*** Opening Source information ***
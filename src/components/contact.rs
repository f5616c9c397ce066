//! Contact emitters and the action tag set.
//!
//! Every non-player entity on the board carries a [`Contact`] component: a
//! closed set of variants, each deciding which action tags it emits when a
//! player stands close enough. The overlap test is the emitter's business;
//! the board only narrows candidates to the surrounding cells.
//!
//! Keeping [`PlayerAction`] a closed enum makes an unknown action tag
//! unrepresentable, so the resolver never has to handle that case at
//! runtime.

use bevy_ecs::prelude::Component;
use glam::Vec2;
use smallvec::SmallVec;

/// Action tags a contact emitter can hand to the resolver.
#[derive(Clone, Copy, Debug, PartialEq, Eq, Hash)]
pub enum PlayerAction {
    Restart,
    Block,
    AddToyPart,
    AcceptToy,
    StickToPlatform,
    Ice,
}

/// Contact behavior variants for board entities.
#[derive(Component, Debug, Clone)]
pub enum Contact {
    /// Solid cell: walls, fences.
    Block,
    /// Blocks only while closed.
    Door { open: bool },
    /// Kills on touch: pits, roaming hazards.
    Hazard,
    /// Arms the one-tick acceleration pulse.
    Ice,
    /// Pickup station for one toy part.
    PartPickup { part: String },
    /// Drop-off: accepts the carried toy.
    ToyStation,
    /// Rideable moving platform with a cell extent.
    Platform { width: f32, height: f32 },
}

impl Contact {
    /// Footprint of the emitter in cells.
    pub fn extent(&self) -> (f32, f32) {
        match self {
            Contact::Platform { width, height } => (*width, *height),
            _ => (1.0, 1.0),
        }
    }

    /// Actions emitted toward a player whose unit square sits at
    /// `subject`, given this emitter at `pos`. Empty when not overlapping.
    pub fn actions_on_contact(&self, pos: Vec2, subject: Vec2) -> SmallVec<[PlayerAction; 2]> {
        let mut actions = SmallVec::new();
        let (w, h) = self.extent();
        if !overlaps(pos, w, h, subject) {
            return actions;
        }
        match self {
            Contact::Block => actions.push(PlayerAction::Block),
            Contact::Door { open } => {
                if !open {
                    actions.push(PlayerAction::Block);
                }
            }
            Contact::Hazard => actions.push(PlayerAction::Restart),
            Contact::Ice => actions.push(PlayerAction::Ice),
            Contact::PartPickup { .. } => actions.push(PlayerAction::AddToyPart),
            Contact::ToyStation => actions.push(PlayerAction::AcceptToy),
            Contact::Platform { .. } => actions.push(PlayerAction::StickToPlatform),
        }
        actions
    }
}

/// Overlap between an emitter footprint at `pos` (w x h cells) and the
/// player's unit square at `subject`. Boundaries touch without contact.
fn overlaps(pos: Vec2, w: f32, h: f32, subject: Vec2) -> bool {
    subject.x + 1.0 > pos.x && subject.x < pos.x + w && subject.y + 1.0 > pos.y && subject.y < pos.y + h
}

/// Optional fixed snap point for a blocker.
///
/// Blockers without one snap the player back to its pre-tick position;
/// a door threshold, for example, can pin a specific spot instead.
#[derive(Component, Debug, Clone, Copy)]
pub struct BlockingPosition(pub Vec2);

#[cfg(test)]
mod tests {
    use super::*;

    #[test]
    fn test_no_actions_without_overlap() {
        let wall = Contact::Block;
        assert!(wall
            .actions_on_contact(Vec2::new(5.0, 5.0), Vec2::new(2.0, 2.0))
            .is_empty());
        // exactly touching edges do not overlap
        assert!(wall
            .actions_on_contact(Vec2::new(5.0, 5.0), Vec2::new(4.0, 5.0))
            .is_empty());
    }

    #[test]
    fn test_wall_blocks_on_overlap() {
        let wall = Contact::Block;
        let actions = wall.actions_on_contact(Vec2::new(5.0, 5.0), Vec2::new(4.5, 5.0));
        assert_eq!(actions.as_slice(), &[PlayerAction::Block]);
    }

    #[test]
    fn test_open_door_emits_nothing() {
        let door = Contact::Door { open: true };
        assert!(door
            .actions_on_contact(Vec2::new(5.0, 5.0), Vec2::new(5.0, 5.0))
            .is_empty());
        let closed = Contact::Door { open: false };
        assert_eq!(
            closed
                .actions_on_contact(Vec2::new(5.0, 5.0), Vec2::new(5.0, 5.0))
                .as_slice(),
            &[PlayerAction::Block]
        );
    }

    #[test]
    fn test_platform_extent_widens_overlap() {
        let platform = Contact::Platform {
            width: 3.0,
            height: 1.0,
        };
        let actions = platform.actions_on_contact(Vec2::new(5.0, 5.0), Vec2::new(7.5, 5.0));
        assert_eq!(actions.as_slice(), &[PlayerAction::StickToPlatform]);
        // a unit emitter at the same spot would miss
        let ice = Contact::Ice;
        assert!(ice
            .actions_on_contact(Vec2::new(5.0, 5.0), Vec2::new(7.5, 5.0))
            .is_empty());
    }

    #[test]
    fn test_hazard_emits_restart() {
        let hazard = Contact::Hazard;
        assert_eq!(
            hazard
                .actions_on_contact(Vec2::new(1.0, 1.0), Vec2::new(1.2, 0.8))
                .as_slice(),
            &[PlayerAction::Restart]
        );
    }
}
*** Closing Source information ***
Go through the records above and return every line that holds the string "closed".

//! closed set of variants, each deciding which action tags it emits when a
//! Keeping [`PlayerAction`] a closed enum makes an unknown action tag
    /// Blocks only while closed.
        let closed = Contact::Door { open: false };
            closed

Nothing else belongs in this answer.